INTELLECTUAL PROPERTY RIGHT. "Intellectual Property Right" means any
patent, patent application, trademark (whether registered or unregistered),
trademark application, trade name, fictitious business name, service xxxx
(whether registered or unregistered), service xxxx application, Internet
domain name, copyright (whether registered or unregistered), copyright
application or trade secret.
KEY EMPLOYEES. "Key Employees" means the following individuals:
Xxxxxxx Xxxxxxx, Xxxxxx Xxxxxxx, Xxxxxx XxXxxxx, Xxxxxxx Xxxxxxx, Xxxx
Xxxxxxx and Xxxxxx Xxxx.
KNOWLEDGE. Information shall be deemed to be known to or to the
"knowledge" of the Company if that information is actually known or
reasonably should be known by Xxxxxxx Xxxxxxx, Xxxxxx Xxxxxxx, Xxxx Xxxxxxx,
Xxxxxx Xxxx or Xxxx Xxxxxx or any officer of the Company.
LEGAL PROCEEDING. "Legal Proceeding" means any action, suit,
litigation, arbitration, proceeding (including any civil, criminal,
administrative, investigative or appellate proceeding), hearing, audit,
examination or investigation commenced, brought, conducted or heard by or
before, or otherwise involving, any court or other Governmental Body or any
arbitrator or arbitration panel.
LEGAL REQUIREMENT. "Legal Requirement" means any federal, state, local,
municipal, foreign or other law, statute, constitution, principle of common law,
resolution, ordinance, code,
A-3
edict, decree, rule, regulation, ruling or requirement issued, enacted,
adopted, promulgated, implemented or otherwise put into effect by or under
the authority of any Governmental Body.
MATERIAL ADVERSE EFFECT ON THE COMPANY. "Material Adverse Effect on
the Company" means any change, effect, event, occurrence, state of facts or
development that is materially adverse to the business, financial condition
or results of operations of the Company; PROVIDED, HOWEVER, that none of the
following shall be deemed in themselves, either alone or in combination, to
constitute, and none of the following shall be taken into account in
determining whether there has been or will be, a Material Adverse Effect on
the Company: (a) any adverse change, effect, event, occurrence, state of
facts or development to the extent attributable to the announcement or
pendency of the Merger (including any cancellations of or delays in customer
orders, any reduction in sales or any disruption in supplier, distributor,
partner or similar relationships); (b) any adverse change, effect, event,
occurrence, state of facts or development attributable to conditions
affecting the industries in which the Company participates, the U.S. economy
as a whole or foreign economies in any locations where the Company has
material operations or sales; or (c) any adverse change, effect, event,
occurrence, state of facts or development arising from or relating to any
change in accounting requirements or principles or any change in applicable
laws, rules or regulations or the interpretation thereof.
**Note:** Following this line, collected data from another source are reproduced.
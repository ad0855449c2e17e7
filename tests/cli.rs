//! End-to-end tests for the `roster` binary.

use assert_cmd::Command;
use std::fs;
use std::path::Path;
use tempfile::TempDir;

fn roster(data: &Path) -> Command {
    let mut cmd = Command::cargo_bin("roster").unwrap();
    cmd.env_remove("ROSTER_DATA")
        .env_remove("RUST_LOG")
        .arg("--data")
        .arg(data);
    cmd
}

fn stdout_of(cmd: &mut Command) -> String {
    let output = cmd.assert().success().get_output().stdout.clone();
    String::from_utf8(output).unwrap()
}

fn read_json(path: &Path) -> serde_json::Value {
    serde_json::from_str(&fs::read_to_string(path).unwrap()).unwrap()
}

#[test]
fn test_list_creates_missing_data_file() {
    let temp_dir = TempDir::new().unwrap();
    let data = temp_dir.path().join("data.json");

    let out = stdout_of(roster(&data).arg("list"));

    assert_eq!(out, "Total: 0\n");
    assert_eq!(read_json(&data), serde_json::json!({ "students": [] }));
}

#[test]
fn test_add_show_update_delete() {
    let temp_dir = TempDir::new().unwrap();
    let data = temp_dir.path().join("data.json");

    let out = stdout_of(roster(&data).args(["add", "Ada", "--age", "20"]));
    assert_eq!(out, "Added -> ID: 1 | Name: Ada | Age: 20 | Full-time: Yes\n");

    stdout_of(roster(&data).args(["add", "Grace", "--age", "31", "--full-time", "no"]));

    let out = stdout_of(roster(&data).args(["update", "2", "--age", "32"]));
    assert_eq!(out, "Updated -> ID: 2 | Name: Grace | Age: 32 | Full-time: No\n");

    let out = stdout_of(roster(&data).args(["toggle", "1"]));
    assert!(out.contains("Full-time: No"));

    let out = stdout_of(roster(&data).args(["show", "2"]));
    assert_eq!(out, "ID: 2 | Name: Grace | Age: 32 | Full-time: No\n");

    stdout_of(roster(&data).args(["delete", "1"]));
    let doc = read_json(&data);
    assert_eq!(
        doc,
        serde_json::json!({
            "students": [{ "id": 2, "name": "Grace", "age": 32, "full-time": false }]
        })
    );
}

#[test]
fn test_list_limit() {
    let temp_dir = TempDir::new().unwrap();
    let data = temp_dir.path().join("data.json");
    for name in ["Ada", "Grace", "Linus"] {
        stdout_of(roster(&data).args(["add", name, "--age", "20"]));
    }

    let out = stdout_of(roster(&data).args(["list", "--limit", "2", "--json"]));
    let doc: serde_json::Value = serde_json::from_str(&out).unwrap();
    assert_eq!(doc["count"], 2);
    assert_eq!(doc["total"], 3);

    let out = stdout_of(roster(&data).args(["list", "--limit", "0", "--json"]));
    let doc: serde_json::Value = serde_json::from_str(&out).unwrap();
    assert_eq!(doc["count"], 3);
    assert_eq!(doc["students"][2]["name"], "Linus");
}

#[test]
fn test_missing_student_exit_code() {
    let temp_dir = TempDir::new().unwrap();
    let data = temp_dir.path().join("data.json");

    let assert = roster(&data).args(["show", "42"]).assert().failure().code(3);
    let stderr = String::from_utf8(assert.get_output().stderr.clone()).unwrap();
    assert!(stderr.contains("Student not found: 42"));
}

#[test]
fn test_json_error_output() {
    let temp_dir = TempDir::new().unwrap();
    let data = temp_dir.path().join("data.json");

    let assert = roster(&data)
        .args(["--json", "delete", "7"])
        .assert()
        .failure()
        .code(3);
    let stderr = String::from_utf8(assert.get_output().stderr.clone()).unwrap();
    let err: serde_json::Value = serde_json::from_str(stderr.trim()).unwrap();
    assert_eq!(err["error"]["code"], "STUDENT_NOT_FOUND");
}

#[test]
fn test_corrupt_data_file_is_not_overwritten() {
    let temp_dir = TempDir::new().unwrap();
    let data = temp_dir.path().join("data.json");
    fs::write(&data, "{ broken").unwrap();

    roster(&data)
        .args(["add", "Ada", "--age", "20"])
        .assert()
        .failure()
        .code(8);

    assert_eq!(fs::read_to_string(&data).unwrap(), "{ broken");
}

#[test]
fn test_export_then_replace_import() {
    let temp_dir = TempDir::new().unwrap();
    let data = temp_dir.path().join("data.json");
    let csv = temp_dir.path().join("out.csv");

    stdout_of(roster(&data).args(["add", "Ada", "--age", "20"]));
    stdout_of(roster(&data).args(["add", "Bob", "--age", "22", "--full-time", "n"]));

    let out = stdout_of(roster(&data).arg("export").arg(&csv));
    assert!(out.starts_with("Exported to "));
    assert_eq!(
        fs::read_to_string(&csv).unwrap(),
        "id,name,age,full-time\n1,Ada,20,true\n2,Bob,22,false\n"
    );

    let incoming = temp_dir.path().join("in.csv");
    fs::write(&incoming, "id,name,age,full-time\n9,Zed,40,yes\n,,abc,no\n").unwrap();

    let out = stdout_of(
        roster(&data)
            .arg("import")
            .arg(&incoming)
            .args(["--mode", "replace"]),
    );
    assert!(out.starts_with("Imported 2 (replace)."));

    let doc = read_json(&data);
    assert_eq!(
        doc,
        serde_json::json!({
            "students": [
                { "id": 9, "name": "Zed", "age": 40, "full-time": true },
                { "id": 10, "name": "Student10", "age": 0, "full-time": false }
            ]
        })
    );
}

#[test]
fn test_import_missing_csv_reports_zero() {
    let temp_dir = TempDir::new().unwrap();
    let data = temp_dir.path().join("data.json");
    stdout_of(roster(&data).args(["add", "Ada", "--age", "20"]));
    let before = fs::read(&data).unwrap();

    let out = stdout_of(
        roster(&data)
            .arg("import")
            .arg(temp_dir.path().join("nope.csv")),
    );

    assert!(out.contains("CSV not found"));
    assert!(out.contains("Imported 0 (merge)."));
    assert_eq!(fs::read(&data).unwrap(), before);
}

#[test]
fn test_import_json_stats() {
    let temp_dir = TempDir::new().unwrap();
    let data = temp_dir.path().join("data.json");
    stdout_of(roster(&data).args(["add", "Ada", "--age", "20"]));

    let incoming = temp_dir.path().join("in.csv");
    fs::write(&incoming, "id,name,age,full-time\n1,Dup,30,y\n").unwrap();

    let out = stdout_of(roster(&data).arg("--json").arg("import").arg(&incoming));
    let value: serde_json::Value = serde_json::from_str(out.trim()).unwrap();

    assert_eq!(value["count"], 1);
    assert_eq!(value["stats"]["mode"], "merge");
    assert_eq!(value["stats"]["ids_reassigned"], 1);
    assert_eq!(value["stats"]["total"], 2);
}

#[test]
fn test_shell_session_over_stdin() {
    let temp_dir = TempDir::new().unwrap();
    let data = temp_dir.path().join("data.json");
    stdout_of(roster(&data).args(["add", "Ada", "--age", "20"]));

    let out = stdout_of(roster(&data).arg("shell").write_stdin("l\n\nq\ny\n\n"));

    assert!(out.contains("Total: 1"));
    assert!(out.contains("Saved."));
    assert!(out.contains("Goodbye."));
}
MATERIAL ADVERSE EFFECT ON PARENT. "Material Adverse Effect on
Parent" means any change, effect, event, occurrence, state of facts or
development that is materially adverse to the business, financial condition
or results of operations of Parent; PROVIDED, HOWEVER, that none of the
following shall be deemed in themselves, either alone or in combination, to
constitute, and none of the following shall be taken into account in
determining whether there has been or will be, a Material Adverse Effect on
Parent: (a) any change in the market price or trading volume of Parent's
stock after the date hereof; (b) any failure by Parent to meet by less than
25% internal projections or forecasts or published revenue or earnings
predictions for any period ending (or for which revenues or earnings are
released) on or after the date of this Agreement; (c) any adverse change,
effect, event, occurrence, state of facts or development to the extent
directly attributable to the announcement or pendency of the Merger
(including any cancellations of or delays in customer orders, any reduction
in sales or any disruption in supplier, distributor, partner or similar
relationships); (d) any adverse change, effect, event, occurrence, state of
facts or development attributable to conditions affecting the industries in
which Parent participates, the U.S. economy as a whole or foreign economies
in any locations where Parent has material operations or sales; or (e) any
adverse change, effect, event, occurrence, state of facts or development
arising from or relating to any change in accounting requirements or
principles or any change in applicable laws, rules or regulations or the
interpretation thereof.
MATERIALS OF ENVIRONMENTAL CONCERN. "Materials of Environmental
Concern" include chemicals, pollutants, contaminants, wastes, toxic
substances, petroleum and petroleum products and any other substance that is
now or hereafter regulated by any Environmental Law or that is otherwise a
danger to health, reproduction or the environment.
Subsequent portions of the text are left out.